On March 31, 2023, France’s Public Finances General Directorate (DGFP) released an updated version (v2.2) of the technical specifications for the e-invoicing and e-reporting system that will be used in France for B2B and B2C transactions, starting in July 2024.

Version 2.2 of the External Specifications document expands on previous versions and provides more details on how the new e-invoicing and e-reporting system will function in France.

Background

Since 2017, businesses issuing an invoice to or receiving an invoice from a French public entity (business-to-government, or B2G) have been required to do so electronically (e-invoicing) via the Chorus Pro platform.

In 2021, the French government extended this e-invoicing requirement (with Ordinance no. 2021-1190) to all domestic B2B transactions (that is, transactions between two entities subject to VAT in France).

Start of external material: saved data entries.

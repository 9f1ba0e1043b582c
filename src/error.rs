//! Error types for the task engine.

use std::path::PathBuf;

use uuid::Uuid;

/// Top-level error type for the engine.
#[derive(Debug, thiserror::Error)]
pub enum Error {
    #[error("Configuration error: {0}")]
    Config(#[from] ConfigError),

    #[error("Database error: {0}")]
    Database(#[from] DatabaseError),

    #[error("Control error: {0}")]
    Control(#[from] ControlError),

    #[error("Artifact error: {0}")]
    Artifact(#[from] ArtifactError),
}

/// Configuration-related errors.
#[derive(Debug, thiserror::Error)]
pub enum ConfigError {
    #[error("Invalid configuration value for {key}: {message}")]
    InvalidValue { key: String, message: String },

    #[error("IO error: {0}")]
    Io(#[from] std::io::Error),
}

/// Database-related errors.
#[derive(Debug, thiserror::Error)]
pub enum DatabaseError {
    #[error("Connection pool error: {0}")]
    Pool(String),

    #[error("Query failed: {0}")]
    Query(String),

    #[error("Entity not found: {entity} with id {id}")]
    NotFound { entity: String, id: String },

    #[error("Constraint violation: {0}")]
    Constraint(String),

    #[error("Migration failed: {0}")]
    Migration(String),

    #[error("Serialization error: {0}")]
    Serialization(String),

    /// The stored state did not match the state the writer expected.
    #[error("Task {task_id} is {actual}, expected {expected}")]
    Conflict {
        task_id: Uuid,
        expected: String,
        actual: String,
    },

    #[error("Task {task_id} cannot move from {from} to {to}")]
    InvalidTransition {
        task_id: Uuid,
        from: String,
        to: String,
    },
}

impl DatabaseError {
    /// True for a lost compare-and-swap race.
    pub fn is_conflict(&self) -> bool {
        matches!(self, Self::Conflict { .. })
    }
}

/// Errors surfaced across the control API.
#[derive(Debug, thiserror::Error)]
pub enum ControlError {
    #[error("Queue {queue} is full ({depth}/{limit} queued)")]
    QueueFull { queue: String, depth: u64, limit: u64 },

    #[error("Task {task_id} not found")]
    NotFound { task_id: String },

    #[error("Conflicting update on task {task_id}, reread and retry")]
    Conflict { task_id: String },

    #[error("Task {task_id} is {state}, result not ready")]
    NotReady { task_id: String, state: String },

    #[error("Invalid request: {0}")]
    InvalidRequest(String),

    #[error("Unknown tool: {name}")]
    UnknownTool { name: String },

    #[error("Internal error: {0}")]
    Database(#[from] DatabaseError),
}

impl ControlError {
    /// Canonical error kind for the outer transport.
    pub fn kind(&self) -> &'static str {
        match self {
            Self::QueueFull { .. } => "queue_full",
            Self::NotFound { .. } => "not_found",
            Self::Conflict { .. } => "conflict",
            Self::NotReady { .. } => "not_ready",
            Self::InvalidRequest(_) => "invalid_request",
            Self::UnknownTool { .. } => "unknown_tool",
            Self::Database(DatabaseError::Conflict { .. }) => "conflict",
            Self::Database(_) => "internal",
        }
    }
}

/// Artifact registration errors.
#[derive(Debug, thiserror::Error)]
pub enum ArtifactError {
    #[error("Failed to read artifact {path}: {reason}")]
    Unreadable { path: PathBuf, reason: String },

    #[error("Artifact path has no file name: {0}")]
    InvalidName(PathBuf),

    #[error("Task {task_id} is not leased by worker {worker_id}")]
    NotOwner { task_id: Uuid, worker_id: String },

    #[error(transparent)]
    Database(#[from] DatabaseError),
}

/// Result type alias for the engine.
pub type Result<T> = std::result::Result<T, Error>;

#[cfg(test)]
mod tests {
    use super::*;

    #[test]
    fn control_error_kinds() {
        let full = ControlError::QueueFull {
            queue: "gpu".into(),
            depth: 4,
            limit: 4,
        };
        assert_eq!(full.kind(), "queue_full");
        assert_eq!(
            ControlError::NotFound {
                task_id: "x".into()
            }
            .kind(),
            "not_found"
        );

        let cas = ControlError::from(DatabaseError::Conflict {
            task_id: Uuid::nil(),
            expected: "queued".into(),
            actual: "running".into(),
        });
        assert_eq!(cas.kind(), "conflict");
        assert_eq!(
            ControlError::from(DatabaseError::Query("boom".into())).kind(),
            "internal"
        );
    }
}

For non-domestic B2B transactions and B2C transactions, the government will not require the exchange of e-invoices between the buyer and the supplier. However, companies will be required to transmit specific invoice data and payment details electronically to the tax authority (e-reporting).LaLa

When will e-invoicing be mandatory in France?

Both e-invoicing (domestic B2B) and e-reporting (non-domestic B2B and B2C) requirements will follow the same adoption timeline:


  • Large enterprise = more than 5,000 employees and more than €1.5 billion in annual revenue, or more than €2 billion balance sheet total.
  • Intermediate-size company (ISE) = more than 5,000 employees and less €1.5 billion in annual revenue or less than €2 billion balance sheet total.
  • SME (including microenterprise) = more than 250 employees and more than €50 million in annual revenue or less than €43 million balance sheet total.

How will e-invoicing work in France?

The French government is introducing a system called the "Y scheme," which effectively combines several e-invoicing models.

In essence, the Y scheme allows sellers to issue e-invoices either through an intermediary (a PDP or OD) or directly via a public portal (PPF). The system will then route the invoices to the buyers and report the relevant information to the tax authority.

There are three stakeholders in the Y scheme:

  • The public invoicing portal (PPF): A public platform that collects invoices from sellers, stores them and makes them accessible to buyers. The PPF also consolidates invoicing information for the tax authority.
  • Registered private platforms (PDPs): Invoicing service providers approved by the tax authority to send e-invoices directly to recipients.
  • Dematerializing operators (ODs): Operators offering invoicing services but not authorized by the tax authority to send e-invoices directly to recipients. ODs must connect either to the PPF or to a registered PDP to send e-invoices to buyers.

As mentioned earlier, the difference between PDPs and ODs is that PDPs are authorized to forward e-invoices directly to buyers without using the PPF as an intermediary. Buyers can choose any invoicing supplier (PDP, OD, or the PPF directly) as their preferred method, and the PDP issuing the invoice on behalf of the seller will comply with this.‍

This necessitates that PDPs be aware of the invoicing supplier chosen by each buyer to receive their e-invoices. To make this possible, the French government will create a directory where sellers and buyers can register their preferred service providers for receiving invoices.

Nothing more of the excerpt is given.